[Collected data]
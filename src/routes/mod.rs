pub mod common;
pub mod resource;

pub use common::{common_routes, common_routes_with_ready};
pub use resource::resource_routes;

use crate::state::AppState;
use axum::Router;

/// Resource routes merged with the common ones.
pub fn app(state: AppState, body_limit: usize) -> Router {
    common_routes_with_ready(state.clone()).merge(resource_routes(state, body_limit))
}
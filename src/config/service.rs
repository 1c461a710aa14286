//! Process settings read from the environment.

use crate::error::ConfigError;
use std::path::PathBuf;

pub const DEFAULT_BIND_ADDR: &str = "0.0.0.0:3000";
pub const DEFAULT_RESOURCES_PATH: &str = "resources.json";
pub const DEFAULT_STORE_SCHEMA: &str = "odata";
pub const DEFAULT_BODY_LIMIT: usize = 1024 * 1024;

#[derive(Clone, Copy, Debug, PartialEq, Eq)]
pub enum StoreBackend {
    Memory,
    Postgres,
}

#[derive(Clone, Debug)]
pub struct ServiceConfig {
    pub bind_addr: String,
    pub resources_path: PathBuf,
    pub backend: StoreBackend,
    /// Required for the postgres backend.
    pub database_url: Option<String>,
    pub store_schema: String,
    pub body_limit: usize,
}

impl ServiceConfig {
    pub fn from_env() -> Result<Self, ConfigError> {
        Self::from_lookup(|key| std::env::var(key).ok())
    }

    pub fn from_lookup<F>(lookup: F) -> Result<Self, ConfigError>
    where
        F: Fn(&str) -> Option<String>,
    {
        let backend = match lookup("STORE_BACKEND").as_deref().map(str::trim) {
            None | Some("") | Some("memory") => StoreBackend::Memory,
            Some("postgres") => StoreBackend::Postgres,
            Some(other) => {
                return Err(ConfigError::Validation(format!(
                    "STORE_BACKEND must be 'memory' or 'postgres', got '{}'",
                    other
                )))
            }
        };
        let database_url = lookup("DATABASE_URL").filter(|s| !s.is_empty());
        if backend == StoreBackend::Postgres && database_url.is_none() {
            return Err(ConfigError::Validation("DATABASE_URL is required for the postgres backend".into()));
        }
        let body_limit = match lookup("BODY_LIMIT_BYTES") {
            Some(raw) => raw
                .trim()
                .parse()
                .map_err(|_| ConfigError::Validation(format!("BODY_LIMIT_BYTES is not a byte count: '{}'", raw)))?,
            None => DEFAULT_BODY_LIMIT,
        };
        Ok(ServiceConfig {
            bind_addr: lookup("BIND_ADDR").unwrap_or_else(|| DEFAULT_BIND_ADDR.into()),
            resources_path: lookup("RESOURCES_PATH")
                .map(PathBuf::from)
                .unwrap_or_else(|| PathBuf::from(DEFAULT_RESOURCES_PATH)),
            backend,
            database_url,
            store_schema: lookup("STORE_SCHEMA").unwrap_or_else(|| DEFAULT_STORE_SCHEMA.into()),
            body_limit,
        })
    }
}

#[cfg(test)]
mod tests {
    use super::*;
    use std::collections::HashMap;

    fn config(vars: &[(&str, &str)]) -> Result<ServiceConfig, ConfigError> {
        let vars: HashMap<String, String> = vars.iter().map(|(k, v)| (k.to_string(), v.to_string())).collect();
        ServiceConfig::from_lookup(|k| vars.get(k).cloned())
    }

    #[test]
    fn defaults() {
        let c = config(&[]).unwrap();
        assert_eq!(c.bind_addr, DEFAULT_BIND_ADDR);
        assert_eq!(c.backend, StoreBackend::Memory);
        assert_eq!(c.store_schema, "odata");
        assert_eq!(c.body_limit, 1024 * 1024);
        assert_eq!(c.resources_path, PathBuf::from("resources.json"));
    }

    #[test]
    fn postgres_needs_a_url() {
        assert!(config(&[("STORE_BACKEND", "postgres")]).is_err());
        let c = config(&[("STORE_BACKEND", "postgres"), ("DATABASE_URL", "postgres://localhost/odata")]).unwrap();
        assert_eq!(c.backend, StoreBackend::Postgres);
        assert!(config(&[("STORE_BACKEND", "mongo")]).is_err());
        assert!(config(&[("BODY_LIMIT_BYTES", "lots")]).is_err());
    }
}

- **What you have to do**
Write the records out once more, exactly as shown.

- **Exercise response**
filename src/routes/mod.rs
pub mod common;
pub mod resource;

pub use common::{common_routes, common_routes_with_ready};
pub use resource::resource_routes;

use crate::state::AppState;
use axum::Router;

/// Resource routes merged with the common ones.
pub fn app(state: AppState, body_limit: usize) -> Router {
    common_routes_with_ready(state.clone()).merge(resource_routes(state, body_limit))
}
filename src/config/service.rs
repository 1c461a710aa14286
//! Process settings read from the environment.

use crate::error::ConfigError;
use std::path::PathBuf;

pub const DEFAULT_BIND_ADDR: &str = "0.0.0.0:3000";
pub const DEFAULT_RESOURCES_PATH: &str = "resources.json";
pub const DEFAULT_STORE_SCHEMA: &str = "odata";
pub const DEFAULT_BODY_LIMIT: usize = 1024 * 1024;

#[derive(Clone, Copy, Debug, PartialEq, Eq)]
pub enum StoreBackend {
    Memory,
    Postgres,
}

#[derive(Clone, Debug)]
pub struct ServiceConfig {
    pub bind_addr: String,
    pub resources_path: PathBuf,
    pub backend: StoreBackend,
    /// Required for the postgres backend.
    pub database_url: Option<String>,
    pub store_schema: String,
    pub body_limit: usize,
}

impl ServiceConfig {
    pub fn from_env() -> Result<Self, ConfigError> {
        Self::from_lookup(|key| std::env::var(key).ok())
    }

    pub fn from_lookup<F>(lookup: F) -> Result<Self, ConfigError>
    where
        F: Fn(&str) -> Option<String>,
    {
        let backend = match lookup("STORE_BACKEND").as_deref().map(str::trim) {
            None | Some("") | Some("memory") => StoreBackend::Memory,
            Some("postgres") => StoreBackend::Postgres,
            Some(other) => {
                return Err(ConfigError::Validation(format!(
                    "STORE_BACKEND must be 'memory' or 'postgres', got '{}'",
                    other
                )))
            }
        };
        let database_url = lookup("DATABASE_URL").filter(|s| !s.is_empty());
        if backend == StoreBackend::Postgres && database_url.is_none() {
            return Err(ConfigError::Validation("DATABASE_URL is required for the postgres backend".into()));
        }
        let body_limit = match lookup("BODY_LIMIT_BYTES") {
            Some(raw) => raw
                .trim()
                .parse()
                .map_err(|_| ConfigError::Validation(format!("BODY_LIMIT_BYTES is not a byte count: '{}'", raw)))?,
            None => DEFAULT_BODY_LIMIT,
        };
        Ok(ServiceConfig {
            bind_addr: lookup("BIND_ADDR").unwrap_or_else(|| DEFAULT_BIND_ADDR.into()),
            resources_path: lookup("RESOURCES_PATH")
                .map(PathBuf::from)
                .unwrap_or_else(|| PathBuf::from(DEFAULT_RESOURCES_PATH)),
            backend,
            database_url,
            store_schema: lookup("STORE_SCHEMA").unwrap_or_else(|| DEFAULT_STORE_SCHEMA.into()),
            body_limit,
        })
    }
}

#[cfg(test)]
mod tests {
    use super::*;
    use std::collections::HashMap;

    fn config(vars: &[(&str, &str)]) -> Result<ServiceConfig, ConfigError> {
        let vars: HashMap<String, String> = vars.iter().map(|(k, v)| (k.to_string(), v.to_string())).collect();
        ServiceConfig::from_lookup(|k| vars.get(k).cloned())
    }

    #[test]
    fn defaults() {
        let c = config(&[]).unwrap();
        assert_eq!(c.bind_addr, DEFAULT_BIND_ADDR);
        assert_eq!(c.backend, StoreBackend::Memory);
        assert_eq!(c.store_schema, "odata");
        assert_eq!(c.body_limit, 1024 * 1024);
        assert_eq!(c.resources_path, PathBuf::from("resources.json"));
    }

    #[test]
    fn postgres_needs_a_url() {
        assert!(config(&[("STORE_BACKEND", "postgres")]).is_err());
        let c = config(&[("STORE_BACKEND", "postgres"), ("DATABASE_URL", "postgres://localhost/odata")]).unwrap();
        assert_eq!(c.backend, StoreBackend::Postgres);
        assert!(config(&[("STORE_BACKEND", "mongo")]).is_err());
        assert!(config(&[("BODY_LIMIT_BYTES", "lots")]).is_err());
    }
}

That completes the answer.